RoboCop (2014) – A Soulless Reprise


The original RoboCop is a legendary movie in its own right. One of the most cherished characters and movies in the history of cinema, the original RoboCop was more than a movie; it was a symbolic piece of art encompassing various emblems, meanings, themes, and motifs. To look into the remake of the cult classic from 1987 objectively and independently would be a tough ask, but I’ll try my best to table an independent commentary on José Padilha’s version of RoboCop. Paul Verhoeven’s RoboCop reflected a different time and era. The modern adaptation symbolizes another era and today’s ideal of how a half-human, half-machine RoboCop would fair in dystopian society obsessed with dominance, security, and the perception of power. Verhoeven’s RoboCop was a satire of the highest rank, while this new reprise contains the satirical vibes of the old but reshapes itself as an action drama more than a symbolic satire.

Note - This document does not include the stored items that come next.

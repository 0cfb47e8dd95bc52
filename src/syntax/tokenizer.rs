//! Whole-document tokenizer
//!
//! Holds the ordered rule list. Rule order is precedence: earlier rules win
//! when two categories match the same region.

use tracing::debug;

use super::reconcile::reconcile;
use super::rules::PatternRule;
use super::tokens::{Category, MatchSpan};

/// Reserved words highlighted as keywords
pub const KEYWORDS: [&str; 8] = ["function", "if", "else", "for", "while", "var", "const", "let"];

/// An ordered set of pattern rules
pub struct Tokenizer {
    /// Rules, highest priority first
    rules: Vec<PatternRule>,
}

impl Tokenizer {
    /// Create a tokenizer with no rules
    pub fn new() -> Self {
        Self { rules: Vec::new() }
    }

    /// Create the built-in tokenizer (comment, string, number, keyword)
    pub fn builtin() -> Result<Self, regex::Error> {
        let mut tokenizer = Self::new();

        // Line comments stop before the line ending, block comments may span lines
        tokenizer.add_rule(PatternRule::new(
            "comment",
            r"//[^\r\n]*|(?s:/\*.*?\*/)",
            Category::Comment,
        )?);

        // A backslash escapes any following char, newlines included
        tokenizer.add_rule(PatternRule::new(
            "string",
            r#"'(?:\\(?s:.)|[^\\'])*'|"(?:\\(?s:.)|[^\\"])*""#,
            Category::String,
        )?);

        tokenizer.add_rule(PatternRule::new(
            "number",
            r"(?-u:\b)[0-9]+(?-u:\b)",
            Category::Number,
        )?);

        let keywords = format!(r"(?-u:\b)(?:{})(?-u:\b)", KEYWORDS.join("|"));
        tokenizer.add_rule(PatternRule::new("keyword", &keywords, Category::Keyword)?);

        Ok(tokenizer)
    }

    /// Append a rule with lower priority than every existing rule
    pub fn add_rule(&mut self, rule: PatternRule) {
        self.rules.push(rule);
    }

    /// Scan the whole text with every rule
    ///
    /// Returns one raw match list per rule, in priority order. Lists from
    /// different rules may overlap each other.
    pub fn scan(&self, text: &str) -> Vec<Vec<MatchSpan>> {
        self.rules
            .iter()
            .map(|rule| {
                let matches = rule.find_all(text);
                debug!(rule = %rule.name, count = matches.len(), "scanned");
                matches
            })
            .collect()
    }

    /// Scan and reconcile into a non-overlapping, start-ordered span set
    pub fn tokenize(&self, text: &str) -> Vec<MatchSpan> {
        reconcile(text.len(), self.scan(text))
    }
}

impl Default for Tokenizer {
    fn default() -> Self {
        Self::new()
    }
}
//! The editable surface
//!
//! Owns the document's view and the live selection. Native edits (typing,
//! Backspace, Delete) change the leaves in place around the selection;
//! structural edits (Enter, Tab) do the same with computed text. Every
//! content change is followed by a synchronous highlight pass. Caret motion
//! only moves the selection.

use tracing::debug;

use crate::caret::{self, CaretRange, Selection};
use crate::config::{Config, EnterPolicy};
use crate::highlight::Highlighter;
use crate::syntax::MatchSpan;
use crate::view::{View, ViewPoint};

/// Caret movements
#[derive(Debug, Clone, Copy, PartialEq, Eq)]
pub enum Motion {
    Left,
    Right,
    Up,
    Down,
    LineStart,
    LineEnd,
    DocumentStart,
    DocumentEnd,
}

/// Editable text surface
pub struct Surface {
    view: View,
    selection: Option<Selection>,
    spans: Vec<MatchSpan>,
    highlighter: Highlighter,
    /// Spaces inserted by Tab and after an opening brace
    indent_unit: String,
    enter_policy: EnterPolicy,
    /// Column kept across vertical motion
    goal_col: Option<usize>,
}

impl Surface {
    /// Create an empty surface with a caret at the start
    pub fn new(highlighter: Highlighter, config: &Config) -> Self {
        Self {
            view: View::new(),
            selection: Some(Selection::caret(ViewPoint::default())),
            spans: Vec::new(),
            highlighter,
            indent_unit: config.indent_unit(),
            enter_policy: config.enter_policy,
            goal_col: None,
        }
    }

    /// Replace the whole document, caret at the start
    #[cfg(test)]
    pub fn set_text(&mut self, text: &str) {
        self.view = View::plain(text);
        self.selection = Some(Selection::caret(ViewPoint::default()));
        self.goal_col = None;
        self.highlight();
    }

    /// Get the current view
    pub fn view(&self) -> &View {
        &self.view
    }

    /// Get the live selection
    #[cfg(test)]
    pub fn selection(&self) -> Option<&Selection> {
        self.selection.as_ref()
    }

    /// Get the document text
    #[cfg(test)]
    pub fn text(&self) -> String {
        self.view.text()
    }

    /// Spans from the last highlight pass
    pub fn spans(&self) -> &[MatchSpan] {
        &self.spans
    }

    /// Whether highlighting is on
    pub fn highlighting(&self) -> bool {
        self.highlighter.enabled
    }

    /// Turn highlighting on or off and re-render
    pub fn set_highlighting(&mut self, enabled: bool) {
        self.highlighter.enabled = enabled;
        self.highlight();
    }

    /// The selection as logical char offsets
    pub fn caret_range(&self) -> Option<CaretRange> {
        caret::save(&self.view, self.selection.as_ref())
    }

    /// Place the selection at logical offsets (clamped)
    #[cfg(test)]
    pub fn set_caret_range(&mut self, range: CaretRange) {
        self.selection = caret::restore(&self.view, Some(range));
        self.goal_col = None;
    }

    /// Drop the selection entirely
    #[cfg(test)]
    pub fn clear_selection(&mut self) {
        self.selection = None;
    }

    /// Line and char column of the caret
    pub fn caret_line_col(&self) -> Option<(usize, usize)> {
        let selection = self.selection.as_ref()?;
        let offset = self.view.offset_of(selection.focus);
        Some(line_col(&self.view.text(), offset))
    }

    /// Run the highlight pipeline over the current view
    pub fn highlight(&mut self) {
        let pass = self.highlighter.pass(&self.view, self.selection.as_ref());
        self.view = pass.view;
        self.selection = pass.selection;
        self.spans = pass.spans;
    }

    /// Insert text at the selection, replacing any selected text
    pub fn insert_text(&mut self, text: &str) {
        let Some(range) = self.caret_range() else {
            return;
        };
        self.replace(range.start, range.end, text);
        self.highlight();
    }

    /// Insert a single typed char
    pub fn insert_char(&mut self, ch: char) {
        let mut buf = [0u8; 4];
        self.insert_text(ch.encode_utf8(&mut buf));
    }

    /// Delete the selection, or the char before the caret
    pub fn backspace(&mut self) {
        let Some(range) = self.caret_range() else {
            return;
        };
        if !range.is_collapsed() {
            self.replace(range.start, range.end, "");
        } else if range.start > 0 {
            self.replace(range.start - 1, range.start, "");
        } else {
            return;
        }
        self.highlight();
    }

    /// Delete the selection, or the char after the caret
    pub fn delete_forward(&mut self) {
        let Some(range) = self.caret_range() else {
            return;
        };
        if !range.is_collapsed() {
            self.replace(range.start, range.end, "");
        } else if range.start < self.view.char_len() {
            self.replace(range.start, range.start + 1, "");
        } else {
            return;
        }
        self.highlight();
    }

    /// Break the line with auto-indent and brace completion
    pub fn enter(&mut self) {
        let Some(range) = self.caret_range() else {
            return;
        };
        let text = self.view.text();
        let before = line_before(&text, range.start);
        let opens_block = before.ends_with('{');

        let caret = match self.enter_policy {
            EnterPolicy::CarryIndent => {
                let indent: String = before.chars().take_while(|c| c.is_whitespace()).collect();
                let mut head = format!("\n{indent}");
                let mut tail = String::new();
                if opens_block {
                    head.push_str(&self.indent_unit);
                    tail = format!("\n{indent}}}");
                }
                self.replace(range.start, range.end, &format!("{head}{tail}"));
                range.start + head.chars().count()
            }
            EnterPolicy::BraceOnly => {
                let head = if opens_block {
                    format!("\n{}", self.indent_unit)
                } else {
                    String::from("\n")
                };
                self.replace(range.start, range.end, &head);
                if opens_block {
                    let end = self.view.char_len();
                    self.view.splice(end, end, "\n}");
                }
                range.start + head.chars().count()
            }
        };

        debug!(policy = ?self.enter_policy, opens_block, caret, "enter");
        self.selection = caret::restore(&self.view, Some(CaretRange::collapsed(caret)));
        self.highlight();
    }

    /// Insert one indent unit of spaces at the selection start
    ///
    /// Selected text is kept; the caret lands after the inserted spaces.
    pub fn tab(&mut self) {
        let Some(range) = self.caret_range() else {
            return;
        };
        let unit = self.indent_unit.clone();
        self.replace(range.start, range.start, &unit);
        debug!(at = range.start, width = unit.len(), "tab");
        self.highlight();
    }

    /// Move the caret, optionally extending the selection
    pub fn move_caret(&mut self, motion: Motion, extend: bool) {
        let current = self
            .selection
            .unwrap_or_else(|| Selection::caret(ViewPoint::default()));
        let anchor = self.view.offset_of(current.anchor);
        let focus = self.view.offset_of(current.focus);
        let text = self.view.text();
        let len = self.view.char_len();
        let (line, col) = line_col(&text, focus);
        let collapse_edge = !extend && anchor != focus;

        let target = match motion {
            Motion::Left if collapse_edge => anchor.min(focus),
            Motion::Right if collapse_edge => anchor.max(focus),
            Motion::Left => focus.saturating_sub(1),
            Motion::Right => (focus + 1).min(len),
            Motion::Up | Motion::Down => {
                let goal = *self.goal_col.get_or_insert(col);
                let target_line = match motion {
                    Motion::Up if line > 0 => Some(line - 1),
                    Motion::Down if line + 1 < text.split('\n').count() => Some(line + 1),
                    _ => None,
                };
                match target_line {
                    Some(target_line) => offset_at(&text, target_line, goal),
                    None => focus,
                }
            }
            Motion::LineStart => focus - col,
            Motion::LineEnd => offset_at(&text, line, usize::MAX),
            Motion::DocumentStart => 0,
            Motion::DocumentEnd => len,
        };

        if !matches!(motion, Motion::Up | Motion::Down) {
            self.goal_col = None;
        }

        let focus_point = self.view.point_at(target);
        let anchor_point = if extend { current.anchor } else { focus_point };
        self.selection = Some(Selection {
            anchor: anchor_point,
            focus: focus_point,
        });
    }

    /// Native edit of the leaves; the caret collapses after the new text
    fn replace(&mut self, start: usize, end: usize, text: &str) {
        let point = self.view.splice(start, end, text);
        self.selection = Some(Selection::caret(point));
        self.goal_col = None;
    }
}

/// Text of the current line before a char offset
fn line_before(text: &str, offset: usize) -> &str {
    let end = text
        .char_indices()
        .nth(offset)
        .map(|(pos, _)| pos)
        .unwrap_or(text.len());
    let start = text[..end].rfind('\n').map(|pos| pos + 1).unwrap_or(0);
    &text[start..end]
}

/// Line index and char column of a char offset
pub fn line_col(text: &str, offset: usize) -> (usize, usize) {
    let mut line = 0;
    let mut col = 0;
    for ch in text.chars().take(offset) {
        if ch == '\n' {
            line += 1;
            col = 0;
        } else {
            col += 1;
        }
    }
    (line, col)
}

/// Char offset of a line and column, with the column clamped to the line
fn offset_at(text: &str, line: usize, col: usize) -> usize {
    let mut offset = 0;
    for (idx, line_text) in text.split('\n').enumerate() {
        let line_len = line_text.chars().count();
        if idx == line {
            return offset + col.min(line_len);
        }
        offset += line_len + 1;
    }
    text.chars().count()
}
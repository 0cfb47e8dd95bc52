//! Editor state and main loop

use tracing::{debug, info};

use crate::config::Config;
use crate::display::Display;
use crate::error::Result;
use crate::highlight::Highlighter;
use crate::input::{self, EditorEvent, MenuCommand};
use crate::surface::Surface;
use crate::terminal::{TermEvent, Terminal};
use crate::viewport::Viewport;

/// Main editor state
pub struct EditorState {
    /// The one editable surface
    pub surface: Surface,
    /// Display state
    pub display: Display,
    /// Vertical scroll of the text area
    pub viewport: Viewport,
    /// Whether editor is running
    pub running: bool,
}

impl EditorState {
    /// Create a new editor state with an empty surface
    pub fn new(config: &Config) -> Result<Self> {
        let mut highlighter = Highlighter::new()?;
        highlighter.enabled = config.highlight;

        let mut surface = Surface::new(highlighter, config);
        // Initial pass so the first frame is already highlighted
        surface.highlight();

        Ok(Self {
            surface,
            display: Display::new(config),
            // Height is taken from the terminal on the first render
            viewport: Viewport::new(0),
            running: true,
        })
    }

    /// Run the main editor loop
    pub fn run(&mut self, terminal: &mut Terminal) -> Result<()> {
        self.display.force_redraw();
        info!(cols = terminal.cols(), rows = terminal.rows(), "editor started");

        while self.running {
            self.display.render(terminal, &self.surface, &mut self.viewport)?;

            match terminal.read_event()? {
                TermEvent::Key(key_event) => {
                    if let Some(event) = input::translate_key(key_event) {
                        self.handle_event(event);
                    }
                }
                TermEvent::Resize => self.display.force_redraw(),
            }
        }

        info!("editor exiting");
        Ok(())
    }

    /// Handle one translated key press
    pub fn handle_event(&mut self, event: EditorEvent) {
        debug!(?event, "event");
        self.display.clear_message();

        match event {
            EditorEvent::Insert(ch) => self.surface.insert_char(ch),
            EditorEvent::Enter => self.surface.enter(),
            EditorEvent::Tab => self.surface.tab(),
            EditorEvent::Backspace => self.surface.backspace(),
            EditorEvent::Delete => self.surface.delete_forward(),
            EditorEvent::Move { motion, extend } => self.surface.move_caret(motion, extend),
            EditorEvent::Menu(command) => self.handle_menu(command),
            EditorEvent::ToggleLineNumbers => self.display.toggle_line_numbers(),
            EditorEvent::ToggleHighlight => {
                let enabled = !self.surface.highlighting();
                self.surface.set_highlighting(enabled);
                self.display.set_message(if enabled {
                    "Highlighting on"
                } else {
                    "Highlighting off"
                });
            }
        }
    }

    /// Handle a menu bar command
    fn handle_menu(&mut self, command: MenuCommand) {
        match command {
            MenuCommand::Exit => self.running = false,
            // The file commands are placeholders
            MenuCommand::NewFile | MenuCommand::Save | MenuCommand::SaveAs => {
                self.display
                    .set_message(format!("{}: not implemented", command.label()));
            }
        }
    }
}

We all know the story here. Officer Alex Murphy (Joel Kinnaman) is at death point, but they could save him—if his wife desired—only he would be part human, part robotic. Chief Scientist and Creator of RoboCop, Dr. Dennett Norton (Gary Oldman) takes the responsibility for OmniCorp—the epicenter of robotics military—to create a menace with a heart. Amidst America’s world domination as a superpower and reflecting the predominance of media in America, OmniCorp is running a robotic construction project overseas, whilst installing such military robots around the world, except in America, due to the Dreyfus Act. CEO of OmniCorp, Raymond Sellars (Michael Keaton) wants to use these automated machines for law enforcement in America, which is why he wants his team to create a unified being of man and machine—to gift America its new version of a Superhero. There’s a new man in town, and his name—is RoboCop!


RoboCop theorizes many themes and motifs. The satire on media, journalism, and the manipulative advances of media professionals as evidenced in the Novak Element, Samuel Jackson as Pat Novak—the pro-fascist television anchor, a clear parody on media supremacy and political perception in today’s world. Besides media, the movie sheds light on America’s obsession with world domination as a superpower, while also commenting on the monopoly of capitalism and select, elite business houses. In general, these themes remain intact as the major aspects of this version—making it honest and misleadingly rich in critical studies.

As a mainstream movie, RoboCop is nothing more than a template action movie from Hollywood, primarily aimed at mass consumption and capitalizing on the emotions of a much-cherished franchise in the history of Sci-Fi cinema. The emotional stroke is rather enhanced, with Murphy’s wife played by Abbie Cornish and his son (John Paul Ruttan) featuring largely in the movie. Despite that, it feels the movie lacks a certain emotional zing, and comes off dry and emotionless during many instances, which is somewhat paradoxical considering that the dramatic family angle is omnipresent throughout the movie. This remains one of the trite issues pulling the movie downwards.

Produced as a mellowed commercial movie (PG-13 rating), the actions sequences are pretty impressive and due to a technological leap, the optimal utilization of special effects, the production value and visuals are electric. Suited to today’s political environment of USA and the Western World, some aspects of the story—the mechanical man vs. the human—is much explored in this outing. RoboCop appears much more personal and poignant in comparison to Peter Weller’s immortal act, in which he portrayed RoboCop as a mysterious and enigmatic creature. The remake asserts RoboCop as a more subjective entity; having said that, the character lacks a definitive yoke, whereby the story loses in essence. Consequently, RoboCop is one movie high on externalities and gloss, low on content and assimilation. The most underwhelming part of the movie is the character of Raymond Sellars and the ensuing climax that comes and goes in a whimper contrary to what one would expect—a powerful pinnacle—from a movie of this stature. A poorly written climax, the unconvincing and poorly developed character of Sellars, and an overall loose execution hurt the quality of the movie, even as a standalone.


As a whole, RoboCop is a decent watch, amidst many flaws, and a neat criticism on today’s obsessive mechanized world, where humanity is giving way to mechanics. For students of media and journalism, RoboCop has always stood as a veritable goldmine, and this continues the status quo. However, as a movie, it lacks heart and makes for a detached viewing that is not awe-inspiring but worth watching nonetheless.